NOT FOR PUBLICATION WITHOUT THE
APPROVAL OF THE APPELLATE DIVISION
This opinion shall not "constitute precedent or be binding upon any court."
Although it is posted on the internet, this opinion is binding only on the
parties in the case and its use in other cases is limited. R. 1:36-3.

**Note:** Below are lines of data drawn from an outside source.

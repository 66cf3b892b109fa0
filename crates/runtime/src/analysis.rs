// SPDX-License-Identifier: BUSL-1.1
// Copyright (c) 2026 Alfred Jean LLC

//! Analysis plugin runtime.
//!
//! A fixed pool of worker threads, each owning the plugins hashed onto it,
//! plus one reader thread that consumes the input queue in order and fans
//! every message out to all workers. The reader advances the stage's
//! checkpoint only after every worker has finished the message, so analysis
//! order within a plugin always matches input-queue order.

use crate::context::PipelineContext;
use crate::inject;
use crate::registry::Registry;
use crate::util::{self, now_ns};
use hs_core::{Message, PluginConfig, PluginStats};
use hs_matcher::Matcher;
use hs_sandbox::host::SandboxHost;
use hs_sandbox::{Host, InjectError, ProcessResult};
use hs_storage::{Checkpoint, Poll, QueueKind, QueuePosition, QueueReader};
use parking_lot::Mutex;
use std::collections::hash_map::DefaultHasher;
use std::hash::{Hash, Hasher};
use std::sync::atomic::{AtomicBool, Ordering};
use std::sync::mpsc::{Receiver, Sender};
use std::sync::Arc;
use std::thread::JoinHandle;
use std::time::{Duration, Instant};
use tracing::{info, warn};

/// Reader-position key for the whole analysis stage.
pub const ANALYSIS_READER: &str = "analysis";

/// Shared half of an analysis plugin, for stats collection.
pub struct AnalysisShared {
    pub name: String,
    pub stop: AtomicBool,
    pub state: Mutex<AnalysisState>,
}

#[derive(Default)]
pub struct AnalysisState {
    pub stats: PluginStats,
    pub mm_delta: u64,
    pub pm_delta: u64,
    pub sample: bool,
}

/// A plugin owned by its worker thread.
struct AnalysisPlugin {
    shared: Arc<AnalysisShared>,
    slot: usize,
    host: SandboxHost,
    matcher: Matcher,
    ticker_interval: u64,
    ticker_expires: i64,
    shutdown_terminate: bool,
}

enum WorkItem {
    Message(Arc<Message>),
    /// Idle tick driving timer events.
    Tick(i64),
    Shutdown,
}

pub struct AnalysisRuntime {
    ctx: Arc<PipelineContext>,
    threads: usize,
    registry: Arc<Registry<AnalysisShared>>,
    /// Published by the reader thread after each fan-out round.
    reader_pos: Arc<Mutex<QueuePosition>>,
    /// Plugins staged before `start` partitions them across workers.
    pending: Mutex<Vec<(usize, AnalysisPlugin)>>,
    handles: Mutex<Vec<(String, JoinHandle<()>)>>,
}

impl AnalysisRuntime {
    pub fn new(ctx: Arc<PipelineContext>) -> Self {
        let threads = ctx.cfg.analysis_threads;
        Self {
            ctx,
            threads,
            registry: Arc::new(Registry::new()),
            reader_pos: Arc::new(Mutex::new(QueuePosition::default())),
            pending: Mutex::new(Vec::new()),
            handles: Mutex::new(Vec::new()),
        }
    }

    pub fn registry(&self) -> Arc<Registry<AnalysisShared>> {
        self.registry.clone()
    }

    pub fn reader_pos(&self) -> Arc<Mutex<QueuePosition>> {
        self.reader_pos.clone()
    }

    /// Stage a plugin on its worker: the configured `thread`, or a hash of
    /// the plugin name, modulo the pool size.
    pub fn add_plugin(&self, host: SandboxHost, matcher: Matcher, cfg: &PluginConfig) {
        let worker = match cfg.thread {
            Some(t) => t as usize % self.threads,
            None => {
                let mut hasher = DefaultHasher::new();
                cfg.name.hash(&mut hasher);
                hasher.finish() as usize % self.threads
            }
        };
        let shared = Arc::new(AnalysisShared {
            name: cfg.name.clone(),
            stop: AtomicBool::new(false),
            state: Mutex::new(AnalysisState::default()),
        });
        let slot = self.registry.add(shared.clone());
        util::clear_error_file(&self.ctx.cfg.output_path, &cfg.name);
        let plugin = AnalysisPlugin {
            shared,
            slot,
            host,
            matcher,
            ticker_interval: cfg.ticker_interval,
            ticker_expires: now_ns() + cfg.ticker_interval as i64 * 1_000_000_000,
            shutdown_terminate: cfg.shutdown_terminate,
        };
        self.pending.lock().push((worker, plugin));
    }

    /// Spawn the worker pool and the reader thread.
    pub fn start(&self) {
        let mut buckets: Vec<Vec<AnalysisPlugin>> = (0..self.threads).map(|_| Vec::new()).collect();
        for (worker, plugin) in self.pending.lock().drain(..) {
            buckets[worker].push(plugin);
        }

        let (done_tx, done_rx) = std::sync::mpsc::channel::<()>();
        let mut work_txs = Vec::with_capacity(self.threads);
        let mut handles = self.handles.lock();
        for (tid, bucket) in buckets.into_iter().enumerate() {
            let (work_tx, work_rx) = std::sync::mpsc::channel::<WorkItem>();
            work_txs.push(work_tx);
            let ctx = self.ctx.clone();
            let registry = self.registry.clone();
            let done = done_tx.clone();
            handles.push((
                format!("analysis worker {tid}"),
                std::thread::spawn(move || worker_thread(ctx, registry, tid, bucket, work_rx, done)),
            ));
        }

        let ctx = self.ctx.clone();
        let reader_pos = self.reader_pos.clone();
        handles.push((
            "analysis reader".to_owned(),
            std::thread::spawn(move || reader_thread(ctx, reader_pos, work_txs, done_rx)),
        ));
    }

    /// Flip every plugin's stop flag; workers skip stopped plugins.
    pub fn stop_all(&self) {
        for plugin in self.registry.snapshot() {
            plugin.stop.store(true, Ordering::Release);
        }
    }

    pub fn join(&self, timeout: Duration) {
        let handles = std::mem::take(&mut *self.handles.lock());
        util::join_with_timeout(handles, timeout);
    }
}

fn reader_thread(
    ctx: Arc<PipelineContext>,
    reader_pos: Arc<Mutex<QueuePosition>>,
    work_txs: Vec<Sender<WorkItem>>,
    done_rx: Receiver<()>,
) {
    let start =
        ctx.store
            .lookup_reader(&ctx.cfg.output_path, QueueKind::Input, ANALYSIS_READER);
    *reader_pos.lock() = start;
    let mut reader = QueueReader::new(
        &ctx.cfg.output_path,
        QueueKind::Input,
        ANALYSIS_READER,
        ctx.cfg.output_size,
        ctx.cfg.max_message_size,
        start,
    );
    info!(position = %start, "analysis reader starting");

    let fan_out = |item: &Arc<Message>| {
        for tx in &work_txs {
            let _ = tx.send(WorkItem::Message(item.clone()));
        }
        for _ in &work_txs {
            let _ = done_rx.recv();
        }
    };

    let mut last_tick = Instant::now();
    while !ctx.shutdown.is_set() {
        match reader.poll() {
            Ok(Poll::Message(m)) => {
                fan_out(&Arc::new(m));
                *reader_pos.lock() = reader.consumed_position();
            }
            Ok(Poll::Waiting) => {
                if last_tick.elapsed() >= Duration::from_secs(1) {
                    last_tick = Instant::now();
                    for tx in &work_txs {
                        let _ = tx.send(WorkItem::Tick(now_ns()));
                    }
                    for _ in &work_txs {
                        let _ = done_rx.recv();
                    }
                }
                if ctx.shutdown.wait_timeout(Duration::from_secs(1)) {
                    break;
                }
            }
            Ok(Poll::Stale) => {
                let head = reader.head_position();
                warn!(position = %head, "analysis reader checkpoint was reset");
                reader.reset_to(head);
                *reader_pos.lock() = head;
            }
            Err(e) => {
                warn!(error = %e, "analysis reader error");
                if ctx.shutdown.wait_timeout(Duration::from_secs(1)) {
                    break;
                }
            }
        }
    }

    ctx.store
        .update_reader(QueueKind::Input, ANALYSIS_READER, reader.consumed_position());
    for tx in &work_txs {
        let _ = tx.send(WorkItem::Shutdown);
    }
    info!("analysis reader stopped");
}

/// Host callbacks for an analysis worker: injected messages go to the
/// analysis queue stamped with the plugin's name as logger.
struct AnalysisHostCtx<'a> {
    ctx: &'a PipelineContext,
    plugin: &'a AnalysisShared,
}

impl Host for AnalysisHostCtx<'_> {
    fn inject_message(
        &mut self,
        msg: Message,
        _checkpoint: Option<Checkpoint>,
    ) -> Result<(), InjectError> {
        let append = inject::inject_message(
            self.ctx,
            QueueKind::Analysis,
            &self.plugin.name,
            msg,
            true,
        )?;
        let mut state = self.plugin.state.lock();
        state.stats.im_cnt += 1;
        state.stats.im_bytes += append.frame_len as u64;
        Ok(())
    }

    fn update_checkpoint(&mut self, _sequence_id: Option<u64>) {
        // meaningful for output plugins only
    }
}

fn worker_thread(
    ctx: Arc<PipelineContext>,
    registry: Arc<Registry<AnalysisShared>>,
    tid: usize,
    mut plugins: Vec<AnalysisPlugin>,
    work_rx: Receiver<WorkItem>,
    done_tx: Sender<()>,
) {
    info!(tid, plugins = plugins.len(), "analysis worker starting");
    for item in work_rx.iter() {
        match item {
            WorkItem::Shutdown => break,
            WorkItem::Message(msg) => {
                run_message(&ctx, &registry, &mut plugins, &msg);
                let _ = done_tx.send(());
            }
            WorkItem::Tick(now) => {
                run_tick(&ctx, &registry, &mut plugins, now);
                let _ = done_tx.send(());
            }
        }
    }

    // cooperative shutdown: final timer event, then teardown
    let now = now_ns();
    for mut plugin in plugins.drain(..) {
        if plugin.host.is_running() {
            let mut host_ctx = AnalysisHostCtx {
                ctx: &ctx,
                plugin: &plugin.shared,
            };
            if let ProcessResult::Fatal(err) = plugin.host.timer(now, true, &mut host_ctx) {
                warn!(plugin = %plugin.shared.name, error = %err, "terminated");
            }
        }
        if let Some(err) = plugin.host.destroy() {
            warn!(plugin = %plugin.shared.name, error = %err, "state not preserved");
        }
    }
    info!(tid, "analysis worker stopped");
}

fn run_message(
    ctx: &PipelineContext,
    registry: &Registry<AnalysisShared>,
    plugins: &mut Vec<AnalysisPlugin>,
    msg: &Arc<Message>,
) {
    let mut failed: Vec<usize> = Vec::new();
    for (idx, plugin) in plugins.iter_mut().enumerate() {
        if plugin.shared.stop.load(Ordering::Acquire) {
            continue;
        }
        let sample = {
            let mut state = plugin.shared.state.lock();
            state.mm_delta += 1;
            std::mem::take(&mut state.sample)
        };

        let mm_started = sample.then(Instant::now);
        let matched = plugin.matcher.eval(msg);
        let mm_elapsed = mm_started.map(|t| t.elapsed().as_nanos() as f64);

        let mut fatal: Option<String> = None;
        if matched {
            let pm_started = sample.then(Instant::now);
            let result = {
                let mut host_ctx = AnalysisHostCtx {
                    ctx,
                    plugin: &plugin.shared,
                };
                plugin.host.process(Some(msg.as_ref()), None, None, &mut host_ctx)
            };
            let mut state = plugin.shared.state.lock();
            state.stats.pm_cnt += 1;
            state.pm_delta += 1;
            if let Some(t) = pm_started {
                state.stats.pm.update(t.elapsed().as_nanos() as f64);
            }
            update_usage(&mut state.stats, &plugin.host);
            match result {
                ProcessResult::Fatal(err) => {
                    fatal = Some(err);
                }
                ProcessResult::Fail => {
                    state.stats.pm_failures += 1;
                    drop(state);
                    if let Some(err) = plugin.host.last_error() {
                        warn!(plugin = %plugin.shared.name, error = err, "process_message failed");
                    }
                }
                _ => {}
            }
        }
        if let Some(elapsed) = mm_elapsed {
            plugin.shared.state.lock().stats.mm.update(elapsed);
        }
        if let Some(err) = fatal {
            warn!(plugin = %plugin.shared.name, error = %err, "terminated");
            util::write_error_file(&ctx.cfg.output_path, &plugin.shared.name, &err);
            failed.push(idx);
        }
    }
    detach_failed(ctx, registry, plugins, failed);
}

fn run_tick(
    ctx: &PipelineContext,
    registry: &Registry<AnalysisShared>,
    plugins: &mut Vec<AnalysisPlugin>,
    now: i64,
) {
    let mut failed: Vec<usize> = Vec::new();
    for (idx, plugin) in plugins.iter_mut().enumerate() {
        if plugin.shared.stop.load(Ordering::Acquire) {
            continue;
        }
        if plugin.ticker_interval == 0 || now < plugin.ticker_expires {
            continue;
        }
        plugin.ticker_expires = now + plugin.ticker_interval as i64 * 1_000_000_000;
        let sample = std::mem::take(&mut plugin.shared.state.lock().sample);
        let started = sample.then(Instant::now);
        let result = {
            let mut host_ctx = AnalysisHostCtx {
                ctx,
                plugin: &plugin.shared,
            };
            plugin.host.timer(now, false, &mut host_ctx)
        };
        {
            let mut state = plugin.shared.state.lock();
            if let Some(t) = started {
                state.stats.te.update(t.elapsed().as_nanos() as f64);
            }
            update_usage(&mut state.stats, &plugin.host);
        }
        if let ProcessResult::Fatal(err) = result {
            warn!(plugin = %plugin.shared.name, error = %err, "terminated");
            util::write_error_file(&ctx.cfg.output_path, &plugin.shared.name, &err);
            failed.push(idx);
        }
    }
    detach_failed(ctx, registry, plugins, failed);
}

fn update_usage(stats: &mut PluginStats, host: &SandboxHost) {
    let usage = host.usage();
    stats.mem_cur = usage.mem_cur;
    stats.mem_max = usage.mem_max;
    stats.out_max = usage.out_max;
    stats.ins_max = usage.ins_max;
}

/// Remove fatally failed plugins from this worker's list and the registry.
fn detach_failed(
    ctx: &PipelineContext,
    registry: &Registry<AnalysisShared>,
    plugins: &mut Vec<AnalysisPlugin>,
    failed: Vec<usize>,
) {
    for idx in failed.into_iter().rev() {
        let mut plugin = plugins.remove(idx);
        registry.clear(plugin.slot);
        if let Some(err) = plugin.host.destroy() {
            warn!(plugin = %plugin.shared.name, error = %err, "state not preserved");
        }
        if plugin.shutdown_terminate {
            info!(plugin = %plugin.shared.name, "shutting down on terminate");
            ctx.shutdown.trigger();
        }
    }
}

#[cfg(test)]
#[path = "analysis_tests.rs"]
mod tests;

SUPERIOR COURT OF NEW JERSEY
APPELLATE DIVISION
DOCKET NO. A-2014-16T1
W. JAMES MAC NAUGHTON,
Plaintiff-Appellant,
v.
SHAI HARMELECH, USA
SATELLITE & CABLE, INC.,
CABLE AMERICAN, INC., and
NORTH AMERICAN CABLE
EQUIPMENT COMPANY, INC.,
Defendants-Respondents,
and
RUSSIAN MEDIA GROUP, LLC,
Defendant.
________________________________
Argued April 30, 2018 – Decided August 9, 2018
Before Judges O'Connor and Vernoia.
On appeal from Superior Court of New Jersey,
Law Division, Sussex County, Docket No. L-
0442-12.
W. James Mac Naughton, appellant, argued the
cause pro se.
Lynette Siragusa argued the cause for
respondents Shai Harmelech, USA Satellite &
Cable, Inc., and Cable America, Inc.
(Siragusa Law Firm, LLC, attorneys; Lynette
Siragusa, of counsel and on the brief;
Robert D. Bailey, on the brief).
Joseph D. Cronin argued the cause for
respondent North American Cable Equipment
Company, Inc. (The Cronin Firm, attorneys;
Joseph D. Cronin and Benjamin E. Smith, on
the brief).
PER CURIAM
Plaintiff W. James Mac Naughton appeals from a December 22,
2016 order granting summary judgment to defendants Shai
Harmelech, USA Satellite & Cable, Inc., and Cable America, Inc.1
We affirm.
I
Plaintiff, an attorney, represented defendants in
litigation in the United States District Court for the Northern
District of Illinois in 2009. Harmelech is the president of
Cable America, Inc., and vice president of USA Satellite &
Cable, Inc. Defendants fell behind on the payment of
plaintiff's fees and, as a result, in August 2009, the parties
executed a promissory note and security agreement. The security
agreement states in pertinent part:
1
On October 12, 2016, the court dismissed the complaint against
defendant North American Cable Equipment, Inc., with prejudice;
plaintiff does not appeal from that order. In 2014, plaintiff
settled and dismissed his complaint against defendant Russian
Media Group, LLC. The term "defendants" in this opinion refers
only to the remaining defendants, unless stated otherwise.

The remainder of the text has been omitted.